CEOs have ripped apart shareholders’ wealth globally under the guise of M&As; Indian firms more so! B&E’s Manish K. Pandey, Deepak R. Patra and Karan Mehrishi undertake the most radical analysis of the recent past and destroy age-old perceptions!
But Indians, as we said before, never learn! But hey, isn’t India too supposed to grow on the back of mega-merger deals? Isn’t L. N. Mittal, who succeeded in merging his company with Arcelor (the world’s largest steel corporation), the new purveyor of the rise of Indians? Aren’t flamboyant Indian companies like Tata Steel, Suzlon, Aditya Birla Nuvo, GMR Infra, TCS, Ranbaxy, Apollo, Videocon, ONGC and many more – which have accounted for multi billion dollar M&A deals in the last three years while taking over foreign and domestic corporations – sparkling benchmarks of corporate excellence?
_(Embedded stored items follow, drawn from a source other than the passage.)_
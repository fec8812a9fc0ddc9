//! Commercial and industrial energy parameters

use super::FuelUse;
use crate::categories::Fuel;
use serde::{Deserialize, Serialize};

/// Parameters of the combined commercial/industrial sector.
///
/// Combustion factors are MT CO₂e per BBtu including CH₄ and N₂O.
#[derive(Debug, Clone, Serialize, Deserialize)]
#[serde(default)]
pub struct CommercialIndustrialParameters {
    /// 2015 fuel use, one entry per fuel, electricity included
    pub fuels: Vec<FuelUse>,
}

impl Default for CommercialIndustrialParameters {
    fn default() -> Self {
        Self {
            fuels: vec![
                FuelUse::electric(112_000.0, 0.95),
                FuelUse::new(Fuel::NaturalGas, 190_401.38, 0.8, 53.11),
                FuelUse::new(Fuel::Coal, 4_000.0, 0.75, 95.52),
                FuelUse::new(Fuel::DistillateFuelOil, 16_000.0, 0.8, 74.21),
                FuelUse::new(Fuel::Kerosene, 300.0, 0.8, 75.44),
                FuelUse::new(Fuel::Lpg, 3_000.0, 0.8, 62.98),
                FuelUse::new(Fuel::MotorGasoline, 2_500.0, 0.25, 70.52),
                FuelUse::new(Fuel::ResidualFuelOil, 1_200.0, 0.75, 75.35),
                FuelUse::new(Fuel::PetroleumCoke, 9_000.0, 0.7, 102.41),
                FuelUse::new(Fuel::StillGas, 30_000.0, 0.7, 66.83),
                FuelUse::new(Fuel::Naphthas, 500.0, 0.7, 68.08),
            ],
        }
    }
}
And what about the paeans being sung in the praise of indisputable leaders like Tata Coffee (which bought off 30% of Energy Brands Corporation in the US for an unbelievable $677 million), Dr. Reddy’s Labs (which snapped up Germany’s Betapharm for a gigantic $576 million), Ranbaxy (which gobbled up Terapia of Romania for a smothering $324 million) and innumerable more? Are we simply supposed to believe that most of these Indian M&A deals are, er, stupid? Considering shareholder value, revenue growth, cost synergies, and almost everything a company could have stood for, the answer is yes!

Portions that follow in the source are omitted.